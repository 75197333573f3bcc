pub mod health;

use axum::{
    routing::{get, post},
    Router,
};

use crate::interview::handlers;
use crate::state::AppState;
use crate::usage::handlers as usage_handlers;

pub fn build_router(state: AppState) -> Router {
    Router::new()
        .route("/health", get(health::health_handler))
        // Running session: turn-level calls, metered into the usage buffer
        .route("/api/v1/sessions/start", post(handlers::handle_start_session))
        .route(
            "/api/v1/sessions/answer",
            post(handlers::handle_transcribe_answer),
        )
        .route(
            "/api/v1/sessions/response",
            post(handlers::handle_turn_response),
        )
        .route(
            "/api/v1/sessions/evaluate",
            post(handlers::handle_evaluate_transcript),
        )
        // Saved interviews
        .route(
            "/api/v1/interviews",
            get(handlers::handle_interview_history).post(handlers::handle_save_interview),
        )
        .route("/api/v1/interviews/:id", get(handlers::handle_get_interview))
        .route(
            "/api/v1/interviews/:id/evaluate",
            post(handlers::handle_evaluate_interview),
        )
        // Usage reporting
        .route("/api/v1/usage", get(usage_handlers::handle_usage_history))
        .with_state(state)
}

#[cfg(test)]
mod tests {
    use std::sync::Arc;
    use std::time::Duration;

    use axum::body::{to_bytes, Body};
    use axum::http::{Request, StatusCode};
    use serde_json::Value;
    use sqlx::postgres::PgPoolOptions;
    use tower::ServiceExt;
    use uuid::Uuid;

    use super::*;
    use crate::config::{Config, UsageBufferBackend};
    use crate::interview::evaluation::parse_evaluation;
    use crate::interview::evaluation::tests::{answer, model_reply};
    use crate::interview::evaluator::InterviewEvaluator;
    use crate::interview::turns::TurnService;
    use crate::speech::{SpeechMode, SpeechService};
    use crate::test_support::{usage, FixedTranscriber, MemoryInterviewStore, ScriptedGenerator};
    use crate::usage::buffer::InMemoryUsageBuffer;
    use crate::usage::cost::CostRates;

    fn test_config() -> Config {
        Config {
            database_url: "postgres://localhost/interview_test".to_string(),
            anthropic_api_key: "test".to_string(),
            whisper_api_key: "test".to_string(),
            whisper_api_url: "http://localhost/transcribe".to_string(),
            elevenlabs_api_key: None,
            speech_mode: SpeechMode::Simulate,
            usage_buffer: UsageBufferBackend::Memory,
            redis_url: None,
            usage_buffer_ttl: Duration::from_secs(60),
            evaluation_wait: Duration::ZERO,
            evaluation_lock_ttl: Duration::from_secs(600),
            cost_rates: CostRates::default(),
            port: 0,
            rust_log: "debug".to_string(),
        }
    }

    fn app(store: Arc<MemoryInterviewStore>) -> Router {
        let config = test_config();
        let rates = config.cost_rates;
        let buffer = Arc::new(InMemoryUsageBuffer::new());
        let llm = Arc::new(ScriptedGenerator::replying(
            model_reply(86),
            Some(usage(1200, 400)),
        ));
        let state = AppState {
            // Never connected: these routes only touch the in-memory stores.
            db: PgPoolOptions::new()
                .connect_lazy(&config.database_url)
                .unwrap(),
            interviews: store.clone(),
            usage_logs: store.clone(),
            evaluator: Arc::new(InterviewEvaluator::new(
                store,
                buffer.clone(),
                llm.clone(),
                rates,
                config.evaluation_wait,
            )),
            turns: TurnService::new(
                llm,
                Arc::new(FixedTranscriber("transcript".to_string())),
                SpeechService::simulated(rates),
                buffer,
                rates,
            ),
        };
        build_router(state)
    }

    async fn json_body(response: axum::response::Response) -> Value {
        let bytes = to_bytes(response.into_body(), usize::MAX).await.unwrap();
        serde_json::from_slice(&bytes).unwrap()
    }

    #[tokio::test]
    async fn test_health() {
        let response = app(Arc::new(MemoryInterviewStore::new()))
            .oneshot(Request::get("/health").body(Body::empty()).unwrap())
            .await
            .unwrap();
        assert_eq!(response.status(), StatusCode::OK);
    }

    #[tokio::test]
    async fn test_evaluate_unknown_interview_is_404() {
        let response = app(Arc::new(MemoryInterviewStore::new()))
            .oneshot(
                Request::post(format!("/api/v1/interviews/{}/evaluate", Uuid::new_v4()))
                    .body(Body::empty())
                    .unwrap(),
            )
            .await
            .unwrap();
        assert_eq!(response.status(), StatusCode::NOT_FOUND);
        assert_eq!(json_body(response).await["error"]["code"], "NOT_FOUND");
    }

    #[tokio::test]
    async fn test_evaluate_returns_evaluation() {
        let store = Arc::new(MemoryInterviewStore::new());
        let id = store
            .seed_interview(Uuid::new_v4(), vec![answer("Q", "A", 60), answer("Q", "A", 45)])
            .id;

        let response = app(store.clone())
            .oneshot(
                Request::post(format!("/api/v1/interviews/{id}/evaluate"))
                    .body(Body::empty())
                    .unwrap(),
            )
            .await
            .unwrap();

        assert_eq!(response.status(), StatusCode::OK);
        let body = json_body(response).await;
        assert_eq!(body["success"], true);
        assert_eq!(body["cached"], false);
        assert_eq!(body["evaluation"]["overall_grade"], "A-");
        assert_eq!(body["evaluation"]["total_questions"], 2);
        assert_eq!(body["evaluation"]["completion_time"], "1 minutes");
    }

    #[tokio::test]
    async fn test_evaluate_in_progress_is_409() {
        let store = Arc::new(MemoryInterviewStore::new());
        let id = store.seed_interview(Uuid::new_v4(), vec![]).id;
        // Another request holds the lock and never finishes within the wait.
        let _ = crate::interview::store::InterviewStore::try_mark_evaluating(store.as_ref(), id)
            .await
            .unwrap();

        let response = app(store)
            .oneshot(
                Request::post(format!("/api/v1/interviews/{id}/evaluate"))
                    .body(Body::empty())
                    .unwrap(),
            )
            .await
            .unwrap();
        assert_eq!(response.status(), StatusCode::CONFLICT);
    }

    #[tokio::test]
    async fn test_get_interview_shows_stored_evaluation() {
        let store = Arc::new(MemoryInterviewStore::new());
        let id = store.seed_interview(Uuid::new_v4(), vec![]).id;
        store.set_evaluation(id, parse_evaluation(&model_reply(52), &[]).unwrap());

        let response = app(store)
            .oneshot(
                Request::get(format!("/api/v1/interviews/{id}"))
                    .body(Body::empty())
                    .unwrap(),
            )
            .await
            .unwrap();
        assert_eq!(response.status(), StatusCode::OK);
        let body = json_body(response).await;
        assert_eq!(body["evaluated"], true);
        assert_eq!(body["evaluation"]["overall_grade"], "D");
    }

    #[tokio::test]
    async fn test_turn_response_in_simulation_mode_has_no_audio() {
        let body = serde_json::json!({
            "user_id": Uuid::new_v4(),
            "question": "Why this team?",
            "answer": "I like the product",
        });
        let response = app(Arc::new(MemoryInterviewStore::new()))
            .oneshot(
                Request::post("/api/v1/sessions/response")
                    .header("content-type", "application/json")
                    .body(Body::from(body.to_string()))
                    .unwrap(),
            )
            .await
            .unwrap();

        assert_eq!(response.status(), StatusCode::CREATED);
        let body = json_body(response).await;
        assert_eq!(body["audio_base64"], "");
        assert_eq!(body["audio_disabled"], true);
        assert!(body["speech"]["characters"].as_u64().unwrap() > 0);
    }

    #[tokio::test]
    async fn test_usage_history_pages_and_stats() {
        let store = Arc::new(MemoryInterviewStore::new());
        let user = Uuid::new_v4();
        for tokens in [100, 200, 300] {
            store.push_usage_log(user, tokens);
        }
        store.push_usage_log(Uuid::new_v4(), 9999);

        let response = app(store)
            .oneshot(
                Request::get(format!("/api/v1/usage?user_id={user}&page=2&limit=2"))
                    .body(Body::empty())
                    .unwrap(),
            )
            .await
            .unwrap();

        assert_eq!(response.status(), StatusCode::OK);
        let body = json_body(response).await;
        assert_eq!(body["logs"].as_array().unwrap().len(), 1);
        assert_eq!(body["pagination"]["current_page"], 2);
        assert_eq!(body["pagination"]["total_pages"], 2);
        assert_eq!(body["pagination"]["total_items"], 3);
        assert_eq!(body["stats"]["total_tokens_all_time"], 600);
        assert_eq!(body["stats"]["total_interviews"], 3);
        assert_eq!(body["stats"]["avg_tokens_per_interview"], 200.0);
    }
}
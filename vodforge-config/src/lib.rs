//! Configuration management for Vodforge services

use serde::Deserialize;
use std::env;
use std::path::PathBuf;

/// External encoder configuration
#[derive(Debug, Clone, Deserialize)]
pub struct EncoderConfig {
    /// Encoder binary invoked per rendition job.
    pub encoder_bin: String,
    /// Probe binary used for source metadata extraction.
    pub probe_bin: String,
    /// Target audio bitrate passed to every encode, e.g. "128k".
    pub audio_bitrate: String,
    /// Global bound on concurrently running encode subprocesses. Enforced
    /// across all assets, not per asset.
    pub max_concurrent_encodes: usize,
}

/// HTTP server configuration
#[derive(Debug, Clone, Deserialize)]
pub struct ServerConfig {
    pub port: u16,
    /// `max-age` for Cache-Control on streamed rendition bytes.
    pub cache_max_age_secs: u64,
}

/// Application configuration
#[derive(Debug, Clone, Deserialize)]
pub struct AppConfig {
    /// Root directory where rendition outputs are written.
    pub media_root: PathBuf,
    /// Quality labels selecting a subset of the standard ladder, in any
    /// order. `None` means the full standard ladder.
    pub ladder_labels: Option<Vec<String>>,
    pub encoder: EncoderConfig,
    pub server: ServerConfig,
    pub log_level: Option<String>,
    /// "json" for structured production logs, anything else for console.
    pub log_format: Option<String>,
}

impl AppConfig {
    /// Load configuration from environment variables
    pub fn from_env() -> Result<Self, config::ConfigError> {
        // Load .env file if it exists
        let _ = dotenvy::dotenv();

        let media_root = env::var("MEDIA_ROOT")
            .map(PathBuf::from)
            .unwrap_or_else(|_| PathBuf::from("/var/lib/vodforge/media"));

        let ladder_labels = env::var("QUALITY_LADDER").ok().map(|raw| {
            raw.split(',')
                .map(|s| s.trim().to_string())
                .filter(|s| !s.is_empty())
                .collect()
        });

        let encoder = EncoderConfig {
            encoder_bin: env::var("ENCODER_BIN").unwrap_or_else(|_| "ffmpeg".to_string()),
            probe_bin: env::var("PROBE_BIN").unwrap_or_else(|_| "ffprobe".to_string()),
            audio_bitrate: env::var("AUDIO_BITRATE").unwrap_or_else(|_| "128k".to_string()),
            max_concurrent_encodes: env::var("MAX_CONCURRENT_ENCODES")
                .ok()
                .and_then(|v| v.parse().ok())
                .unwrap_or(4),
        };

        let server = ServerConfig {
            port: env::var("HTTP_PORT")
                .ok()
                .and_then(|v| v.parse().ok())
                .unwrap_or(8080),
            cache_max_age_secs: env::var("CACHE_MAX_AGE_SECS")
                .ok()
                .and_then(|v| v.parse().ok())
                .unwrap_or(86400),
        };

        let log_level = env::var("LOG_LEVEL").unwrap_or_else(|_| "info".to_string());
        let log_format = env::var("LOG_FORMAT").ok();

        Ok(Self {
            media_root,
            ladder_labels,
            encoder,
            server,
            log_level: Some(log_level),
            log_format,
        })
    }

    /// Get log level, defaulting to "info"
    pub fn log_level(&self) -> &str {
        self.log_level.as_deref().unwrap_or("info")
    }

    /// Whether structured JSON logging was requested.
    pub fn json_logging(&self) -> bool {
        self.log_format
            .as_deref()
            .map(|format| format.eq_ignore_ascii_case("json"))
            .unwrap_or(false)
    }
}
= = = =
• [Task item]
Read the entries and select each line where the word "async" is found.

• [Solution for this problem]
    async fn json_body(response: axum::response::Response) -> Value {
    async fn test_health() {
    async fn test_evaluate_unknown_interview_is_404() {
    async fn test_evaluate_returns_evaluation() {
    async fn test_evaluate_in_progress_is_409() {
    async fn test_get_interview_shows_stored_evaluation() {
    async fn test_turn_response_in_simulation_mode_has_no_audio() {
    async fn test_usage_history_pages_and_stats() {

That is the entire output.